Soeharto kemudian menandatanganinya pada dini hari tanggal 12 Maret. Namun entah bagaimana caranya, surat itu dalam bentuk keputusan presiden, dibuat atas nama presiden, bukan Soeharto sendiri yang isinya kemudian disiarkan pada pukul 6 pagi oleh RRI.

Kontroversi dalam Supersemar

Anggota Tjakrabirawa, Soekardjo pada 1998 mengaku melihat Jenderal Panggabean menodongkan pistolnya pada Soekarno, sementara Jenderal Yusuf menyodorkan map surat untuk ditandatangani. Pengakuan itu didukung oleh Kaswadi dan Rian Ismail (Kompas, 10 Maret 2008). Ada juga sumber lain yang membantah pengakuam Soekardjo. Mengenai naskah asli, public juga pernah berharap kepada Jenderal M Jusuf. Namun, hingga M Jusuf meninggal pada 8 September 2004, publik tetap tidak tahu. Saat hadir dirumah almarhum, Jusuf Kalla yang saat itu masih menjadi calon wakil presiden menuturkan, menurut M Jusuf, naskah asli ada ditangan Pak Harto. Begitulah salah satu kontroversi Supersemar. Hingga kini pun keberadaan naskah aslinya belum diketahui. Mungkin saja pihak yang menyimpannya tidak akan mengungkapkan ke publik karena takut terkena UU No 7/1971 tentang Ketentuan Pokok Kearsipan Fasal II. Atau mungkin dugaan Ben Anderson yang benar, kemungkinan naskah asli Supersemar dihilangkan karena diketik dengan kop Markas Besar Angkatan Darat.
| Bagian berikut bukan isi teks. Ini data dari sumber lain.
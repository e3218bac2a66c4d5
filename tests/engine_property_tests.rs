use chrono::{Datelike, Duration, NaiveDate};
use proptest::prelude::*;

use daylight::clock::{ClockSettings, shift_table};
use daylight::engine::{Light, average_daylight, classify_day, weave};
use daylight::table::{DayRecord, Event, EventTable};

const DAY: i64 = 86_400;
const HOUR: f64 = 3_600.0;
const YEAR: i32 = 2018;

/// Sunrise, day length, dawn and dusk lengths, all in seconds.
type DayShape = (i64, i64, i64, i64);

fn day_shape_strategy() -> impl Strategy<Value = DayShape> {
    (3_600i64..40_000, 0i64..40_000, 0i64..3_600, 0i64..3_600)
}

fn year_strategy() -> impl Strategy<Value = Vec<DayShape>> {
    proptest::collection::vec(day_shape_strategy(), 365)
}

fn event_strategy() -> impl Strategy<Value = Event> {
    prop_oneof![
        4 => (-3_600i64..90_000).prop_map(Event::Occurs),
        1 => Just(Event::NeverOccurs),
    ]
}

fn record(date: NaiveDate, shape: DayShape) -> DayRecord {
    let (sunrise, length, dawn, dusk) = shape;
    let sunset = sunrise + length;
    DayRecord {
        date,
        twilight_begin: Event::Occurs(sunrise - dawn),
        sunrise: Event::Occurs(sunrise),
        noon: Event::Occurs(sunrise + length / 2),
        sunset: Event::Occurs(sunset),
        twilight_end: Event::Occurs(sunset + dusk),
    }
}

fn table_from_shapes(shapes: &[DayShape]) -> EventTable {
    let first = NaiveDate::from_ymd_opt(YEAR, 1, 1).unwrap();
    let days = shapes
        .iter()
        .enumerate()
        .map(|(i, shape)| record(first + Duration::days(i as i64), *shape))
        .collect();
    EventTable::new(days).unwrap()
}

fn monthly_means(shapes: &[DayShape], value: impl Fn(&DayShape) -> i64) -> [f64; 12] {
    let first = NaiveDate::from_ymd_opt(YEAR, 1, 1).unwrap();
    let mut sums = [0.0; 12];
    let mut counts = [0.0; 12];
    for (i, shape) in shapes.iter().enumerate() {
        let month = (first + Duration::days(i as i64)).month0() as usize;
        sums[month] += value(shape) as f64 / HOUR;
        counts[month] += 1.0;
    }
    let mut means = [0.0; 12];
    for m in 0..12 {
        means[m] = sums[m] / counts[m];
    }
    means
}

fn approx(a: f64, b: f64) -> bool {
    (a - b).abs() < 1e-9
}

#[cfg(test)]
mod window_properties {
    use super::*;

    proptest! {
        #![proptest_config(ProptestConfig::with_cases(32))]

        /// Over a whole day the window sees each day's full light periods.
        #[test]
        fn test_full_day_window_sees_whole_day(shapes in year_strategy()) {
            let table = table_from_shapes(&shapes);
            let averages = average_daylight(&table, 0, DAY).unwrap();

            let sunlight = monthly_means(&shapes, |s| s.1);
            let twilight = monthly_means(&shapes, |s| s.2 + s.3);
            for m in 0..12 {
                prop_assert!(approx(averages.sunlight.values()[m], sunlight[m]));
                prop_assert!(approx(averages.twilight.values()[m], twilight[m]));
            }
        }

        /// A window past midnight is the evening part plus the small hours of
        /// the records re-attributed to the previous day.
        #[test]
        fn test_window_past_midnight_is_additive(
            shapes in year_strategy(),
            start in 0i64..DAY,
            extra in 1i64..DAY,
        ) {
            prop_assume!(extra <= start);
            let stop = DAY + extra;
            let table = table_from_shapes(&shapes);

            let whole = average_daylight(&table, start, stop).unwrap();
            let evening = average_daylight(&table, start, DAY).unwrap();
            let night = average_daylight(&table.shift_back_one_day(), 0, stop - DAY).unwrap();

            for m in 0..12 {
                let sunlight = evening.sunlight.values()[m] + night.sunlight.values()[m];
                let twilight = evening.twilight.values()[m] + night.twilight.values()[m];
                prop_assert!(approx(whole.sunlight.values()[m], sunlight));
                prop_assert!(approx(whole.twilight.values()[m], twilight));
            }
        }

        /// Light inside a window is never negative and never exceeds the window.
        #[test]
        fn test_light_is_bounded_by_window(
            shapes in year_strategy(),
            start in 0i64..DAY,
            length in 1i64..=DAY,
        ) {
            let table = table_from_shapes(&shapes);
            let averages = average_daylight(&table, start, start + length).unwrap();
            let hours = length as f64 / HOUR;

            for m in 0..12 {
                let sunlight = averages.sunlight.values()[m];
                let twilight = averages.twilight.values()[m];
                prop_assert!(sunlight.is_finite() && twilight.is_finite());
                prop_assert!(sunlight >= 0.0 && twilight >= 0.0);
                prop_assert!(sunlight + twilight <= hours + 1e-9);
            }
        }
    }
}

#[cfg(test)]
mod classifier_properties {
    use super::*;

    fn begun(event: Event, instant: i64) -> bool {
        match event {
            Event::Occurs(s) => instant >= s,
            Event::NeverOccurs => true,
        }
    }

    fn ended(event: Event, instant: i64) -> bool {
        match event {
            Event::Occurs(s) => instant >= s,
            Event::NeverOccurs => false,
        }
    }

    proptest! {
        /// Sunlight wins over twilight whatever the twilight events say.
        #[test]
        fn test_sunlight_takes_precedence(
            events in proptest::collection::vec(event_strategy(), 5),
            instant in -3_600i64..90_000,
        ) {
            let day = DayRecord {
                date: NaiveDate::from_ymd_opt(YEAR, 6, 1).unwrap(),
                twilight_begin: events[0],
                sunrise: events[1],
                noon: events[2],
                sunset: events[3],
                twilight_end: events[4],
            };

            let sunlit = begun(day.sunrise, instant) && !ended(day.sunset, instant);
            let twilight = begun(day.twilight_begin, instant) && !ended(day.twilight_end, instant);
            let expected = if sunlit {
                Light::Daylight
            } else if twilight {
                Light::Twilight
            } else {
                Light::Night
            };
            prop_assert_eq!(classify_day(&day, instant), expected);
        }
    }
}

#[cfg(test)]
mod clock_properties {
    use super::*;

    proptest! {
        #![proptest_config(ProptestConfig::with_cases(8))]

        /// Without an offset and without DST every clock shows the UTC table.
        #[test]
        fn test_zero_shift_is_identity(shapes in year_strategy()) {
            let table = table_from_shapes(&shapes);
            prop_assert_eq!(&shift_table(&table, 0), &table);

            let clock = ClockSettings::utc();
            let tables = clock.tables(&table);
            prop_assert_eq!(&tables.local, &table);
            prop_assert_eq!(&tables.dst, &table);

            let carpets = clock.carpets(&table);
            prop_assert_eq!(carpets.local.thread(), carpets.utc.thread());
            prop_assert_eq!(carpets.dst.thread(), carpets.utc.thread());
        }

        /// Rolling and applying DST commute wherever a minute and its rolled
        /// source lie on the same side of the DST range.
        #[test]
        fn test_roll_and_dst_commute_away_from_boundaries(
            shapes in year_strategy(),
            offset in -720i64..=840,
            first_day in 0usize..300,
            length in 1usize..60,
        ) {
            let carpet = weave(&table_from_shapes(&shapes));
            let ranges = [first_day..first_day + length];

            let rolled_then_dst = carpet.shifted(offset).with_dst(&ranges);
            let dst_then_rolled = carpet.with_dst(&ranges).shifted(offset);

            let n = carpet.thread().len() as i64;
            let inside = |minute: i64| {
                let day = minute.rem_euclid(n) as usize / 1_440;
                ranges[0].contains(&day)
            };
            for i in 0..n {
                if inside(i) == inside(i - offset) {
                    prop_assert_eq!(
                        rolled_then_dst.thread()[i as usize],
                        dst_then_rolled.thread()[i as usize]
                    );
                }
            }
        }
    }
}
//! Structured logging with box-drawing output.
//!
//! Every run prints a single visual block: a header from `log_version!`, a
//! series of pipe-prefixed lines, and a closing `log_end!`. Reports produced
//! by the commands are separate from this stream. When a report is written
//! to standard output, the log is moved to standard error so that the two
//! never interleave.
//!
//! Logging can be switched off at runtime, which tests use to stay quiet.

use std::io::Write;
use std::sync::atomic::{AtomicBool, Ordering};

static LOGGING_ENABLED: AtomicBool = AtomicBool::new(true);
static LOG_TO_STDERR: AtomicBool = AtomicBool::new(false);

/// Main logging interface.
///
/// ## Logging Conventions
///
/// - **`log_block_start!`**: opens a new conceptual block (e.g. "Loading
///   configuration", "Computing carpet"). Prints an empty pipe `┃` for spacing
///   and then `┣ message`.
/// - **`log_decorated!`**: a line that belongs to the current block, `┣ message`.
/// - **`log_indented!`**: nested detail under the previous line, `┃   message`.
/// - **`log_pipe!`**: an empty `┃` line, used before a semantic message that
///   starts its own block. Not for use right before `log_block_start!` or
///   `log_end!`.
/// - **`log_version!`**: the `┏ daylight vX.Y.Z ━━╸` header, once per run.
/// - **`log_end!`**: the closing `╹`, once per run.
/// - **`log_info!`, `log_warning!`, `log_debug!`**:
///   semantic messages with a colored `[LEVEL]` tag.
/// - **`log_error_exit!`**: an error that terminates the flow, drawn with the
///   closing corner `┗`.
pub struct Log;

impl Log {
    /// Enable or disable logging.
    pub fn set_enabled(enabled: bool) {
        LOGGING_ENABLED.store(enabled, Ordering::SeqCst);
    }

    pub fn is_enabled() -> bool {
        LOGGING_ENABLED.load(Ordering::SeqCst)
    }

    /// Send log output to standard error instead of standard output.
    pub fn set_stderr(to_stderr: bool) {
        LOG_TO_STDERR.store(to_stderr, Ordering::SeqCst);
    }

    fn uses_stderr() -> bool {
        LOG_TO_STDERR.load(Ordering::SeqCst)
    }
}

/// Write already formatted log text to the active stream.
pub fn write_output(text: &str) {
    if !Log::is_enabled() {
        return;
    }
    if Log::uses_stderr() {
        let mut stderr = std::io::stderr().lock();
        let _ = stderr.write_all(text.as_bytes());
        let _ = stderr.flush();
    } else {
        let mut stdout = std::io::stdout().lock();
        let _ = stdout.write_all(text.as_bytes());
        let _ = stdout.flush();
    }
}

/// Format one log line with the given prefix and write it.
pub fn write_line(prefix: &str, message: &str) {
    write_output(&format!("{prefix}{message}\n"));
}

/// ANSI-colored `[LEVEL]` tag.
pub fn level_tag(level: &str, color: u8) -> String {
    format!("[\x1b[{color}m{level}\x1b[0m] ")
}

// # Logging Macros

/// Log a line that belongs to the current block.
#[macro_export]
macro_rules! log_decorated {
    ($($arg:tt)+) => {{
        $crate::logger::write_line("┣ ", &format!($($arg)+));
    }};
}

/// Log nested detail under the previous line.
#[macro_export]
macro_rules! log_indented {
    ($($arg:tt)+) => {{
        $crate::logger::write_line("┃   ", &format!($($arg)+));
    }};
}

/// Log an empty pipe line for vertical spacing.
#[macro_export]
macro_rules! log_pipe {
    () => {{
        $crate::logger::write_output("┃\n");
    }};
}

/// Start a new block.
#[macro_export]
macro_rules! log_block_start {
    ($($arg:tt)+) => {{
        $crate::logger::write_output("┃\n");
        $crate::logger::write_line("┣ ", &format!($($arg)+));
    }};
}

/// Log the application header.
#[macro_export]
macro_rules! log_version {
    () => {{
        let version = env!("CARGO_PKG_VERSION");
        $crate::logger::write_output(&format!("┏ daylight v{version} ━━╸\n"));
    }};
}

/// Log the closing marker.
#[macro_export]
macro_rules! log_end {
    () => {{
        $crate::logger::write_output("╹\n");
    }};
}

/// Log a warning in yellow.
#[macro_export]
macro_rules! log_warning {
    ($($arg:tt)+) => {{
        let tag = $crate::logger::level_tag("WARNING", 33);
        $crate::logger::write_line(&format!("┣{tag}"), &format!($($arg)+));
    }};
}

/// Log an error that ends the run, with a spacing pipe and the closing corner.
#[macro_export]
macro_rules! log_error_exit {
    ($($arg:tt)+) => {{
        let tag = $crate::logger::level_tag("ERROR", 31);
        $crate::logger::write_output("┃\n");
        $crate::logger::write_line(&format!("┗{tag}"), &format!($($arg)+));
    }};
}

/// Log an informational message in green.
#[macro_export]
macro_rules! log_info {
    ($($arg:tt)+) => {{
        let tag = $crate::logger::level_tag("INFO", 32);
        $crate::logger::write_line(&format!("┣{tag}"), &format!($($arg)+));
    }};
}

/// Log a debug message in green.
#[macro_export]
macro_rules! log_debug {
    ($($arg:tt)+) => {{
        let tag = $crate::logger::level_tag("DEBUG", 32);
        $crate::logger::write_line(&format!("┣{tag}"), &format!($($arg)+));
    }};
}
Hal diatas barulah salah satu kontroversi dari Supersemar, belum lagi mengenai siapa yang  mengetik sebenarnya, bagaimana kondisi Bung Karno saat itu sehingga mau menandatangani surat itu, lalu apa kata Jenderal Jusuf, Basuki Rachmadm dan Amir Machmud kepada Bung Karno maupun Soeharto dan sebagainya. Yang pasti dari beragam kontroversi yang ada, Soeharto tetap keluar menjadi pihak yang paling diuntungkan. Soeharto telah menggunakan Supersemar demi politiknya, yakni mendapat peran sebagai orang nomor satu di negeri ini. Bahkan untuk memperkuat posisinya, Soeharto mencari legitimasi MPRS agar Supersemar dinilai konstitusional (Kompas, 10 Maret 2008).

Sumber

  1. Kompas, 11 Maret 1971
  2. Kompas, 10 Maret 2008
  3. Kompas, 11 Maret 2011
  1. Anwar, Rosihan. 1995. Soebadio Sastrosatomo: Pengemban Misi Politik. Jakarta: Pustaka Utama Grafiti.
  2. Elson, R.F. 2005. Suharto Sebuah Biografi Politik. Jakarta: Pustaka Minda Utama
  3. Martowidjojo, Mangil. 1999. Kesaksian Tentang Bung Karno 1945-1967. Jakarta: Gramedia Widiasarana Indonesia.